FORGE: Fused On-Register Gradient Elimination for Memory-Efficient LLM Training
2026-06-22 • Machine Learning
Machine Learning
AI summaryⓘ
The authors explain that traditional training of neural networks saves all weight gradients in memory before updating, which limits how big models can be. They introduce FORGE, a method that combines the gradient calculation and optimizer step immediately, so gradients don't need to be stored as separate large tensors. This saves a lot of memory and keeps the update accurate, even with lower precision formats. Their experiments show that FORGE allows training bigger models with less memory and faster speed on typical GPUs.
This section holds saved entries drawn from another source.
/*!
 * Structured Tracing
 * Subscriber setup for scheduler logs using the tracing crate
 */

use tracing::info;
use tracing_subscriber::{
    fmt::format::FmtSpan, layer::SubscriberExt, util::SubscriberInitExt, EnvFilter,
};

/// Initialize structured tracing
///
/// Environment variables:
/// - RUST_LOG: Set log level (default: info)
/// - SIM_TRACE_JSON: Enable JSON output (default: false)
///
/// Calling this more than once keeps the first subscriber.
pub fn init_tracing() {
    let env_filter =
        EnvFilter::try_from_default_env().unwrap_or_else(|_| EnvFilter::new("info"));
    let use_json = json_requested(std::env::var("SIM_TRACE_JSON").ok().as_deref());

    let registry = tracing_subscriber::registry().with(env_filter);

    let installed = if use_json {
        registry
            .with(
                tracing_subscriber::fmt::layer()
                    .json()
                    .with_target(true)
                    .with_thread_names(true)
                    .with_current_span(true)
                    .with_span_list(false)
                    .with_span_events(FmtSpan::CLOSE),
            )
            .try_init()
            .is_ok()
    } else {
        registry
            .with(
                tracing_subscriber::fmt::layer()
                    .with_target(false)
                    .with_thread_names(true)
                    .compact(),
            )
            .try_init()
            .is_ok()
    };

    if installed {
        info!(json = use_json, "Structured tracing initialized");
    }
}

fn json_requested(value: Option<&str>) -> bool {
    matches!(value.map(str::trim), Some("1") | Some("true"))
}
/*!
 * Process Naming
 * Display-name generation and collision suffixing
 */

use crate::core::limits::APP_NAMES;
use rand::seq::SliceRandom;
use rand::Rng;
use std::collections::HashSet;

/// Return `base` if free, otherwise `"base (n)"` with the smallest free n >= 1
pub fn unique_name(base: &str, taken: &HashSet<&str>) -> String {
    if !taken.contains(base) {
        return base.to_string();
    }

    (1u32..)
        .map(|i| format!("{} ({})", base, i))
        .find(|candidate| !taken.contains(candidate.as_str()))
        .unwrap_or_else(|| base.to_string())
}

/// Pick a name from the application pool
pub fn random_app_name<R: Rng + ?Sized>(rng: &mut R) -> &'static str {
    APP_NAMES.choose(rng).copied().unwrap_or("Process")
}
//! PostgreSQL-backed `DriverRepository` implementation using Diesel.
//!
//! Shift, location and trip mutations are single transactions. The current-
//! coordinate write is an update-or-insert keyed on `(entity_id, driver)`
//! with `is_current = true`, so the uniqueness of the current row survives
//! every code path.

use std::str::FromStr;

use async_trait::async_trait;
use chrono::{DateTime, Utc};
use diesel::prelude::*;
use diesel_async::scoped_futures::ScopedFutureExt;
use diesel_async::{AsyncConnection, AsyncPgConnection, RunQueryDsl};
use serde_json::json;
use uuid::Uuid;

use crate::domain::ports::{
    DriverPersistenceError, DriverProfile, DriverRepository, OnlineSession, RideCompletionRecord,
    SavedLocation, SessionSummary,
};
use crate::domain::{DriverStatus, EntityType, LocationSample, RideEventType, RideStatus};

use super::error_mapping::{map_diesel_error, map_pool_error};
use super::models::{
    DriverRow, DriverSessionRow, NewCoordinateRow, NewDriverSessionRow, NewLocationHistoryRow,
    NewRideEventRow, UserRow,
};
use super::pool::{DbPool, PoolError};
use super::schema::{coordinates, driver_sessions, drivers, location_history, ride_events, rides, users};

#[derive(Clone)]
pub struct DieselDriverRepository {
    pool: DbPool,
}

impl DieselDriverRepository {
    pub fn new(pool: DbPool) -> Self {
        Self { pool }
    }
}

fn pool_error(error: PoolError) -> DriverPersistenceError {
    map_pool_error(error, DriverPersistenceError::connection)
}

fn diesel_error(error: diesel::result::Error) -> DriverPersistenceError {
    map_diesel_error(
        error,
        DriverPersistenceError::query,
        DriverPersistenceError::connection,
    )
}

fn parse_driver_status(raw: &str) -> Result<DriverStatus, DriverPersistenceError> {
    DriverStatus::from_str(raw).map_err(|err| DriverPersistenceError::query(err.to_string()))
}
reverse-mode differentiationweight gradientsoptimizer stepmemory usagegradient foldingregistersbf168-bit optimizationtensor parallelismMegatron-LM
Authors
Dikshant Kukreja, Kritarth Prasad, Avinash Anand, Zhengkui Wang, Erik Cambria, Timothy Liu, Aik Beng Ng, Simon See, Bapi Chatterjee
Abstract
Reverse-mode differentiation computes every weight gradient, writes it to memory, and only then lets the optimizer read it back. This two-phase schedule sets the memory ceiling of modern training: at the seam between the phases, every layer's gradient is live at once. We argue that this materialized gradient is an artifact of how differentiation is staged, not a quantity that learning requires -- and we eliminate it. FORGE folds the optimizer step into the backward pass and applies it one tile at a time, entirely in registers, so each gradient tile is consumed the instant it is produced and never becomes a tensor. The fusion changes only when the update happens, not what it computes: in full precision the fused step is provably exact -- the identical optimizer update, for every element-wise rule -- and that exactness survives tensor- and sequence-parallel sharding; in the bf16 and 8-bit regimes used in practice it is faithful rather than bit-identical, its deviation bounded and, for the weight store, rendered unbiased by stochastic rounding. Because each gradient tile is born and consumed in the same registers, it is never converted down to bf16 to be stored and read back; FORGE thus preserves the full-precision fidelity that both bf16 and 8-bit optimizers lose to that conversion. Nor is the method tied to one architecture or one optimizer: linear layers are ubiquitous, and FORGE reclaims the gradient memory of any of them under any element-wise rule. Empirically FORGE more than halves the memory of an optimizer step and, at the small batch sizes typical of fine-tuning and continued pretraining, runs about 1.5x faster; integrated into tensor-parallel Megatron-LM it fits 8B training at four times the micro-batch a standard optimizer allows on the same GPUs.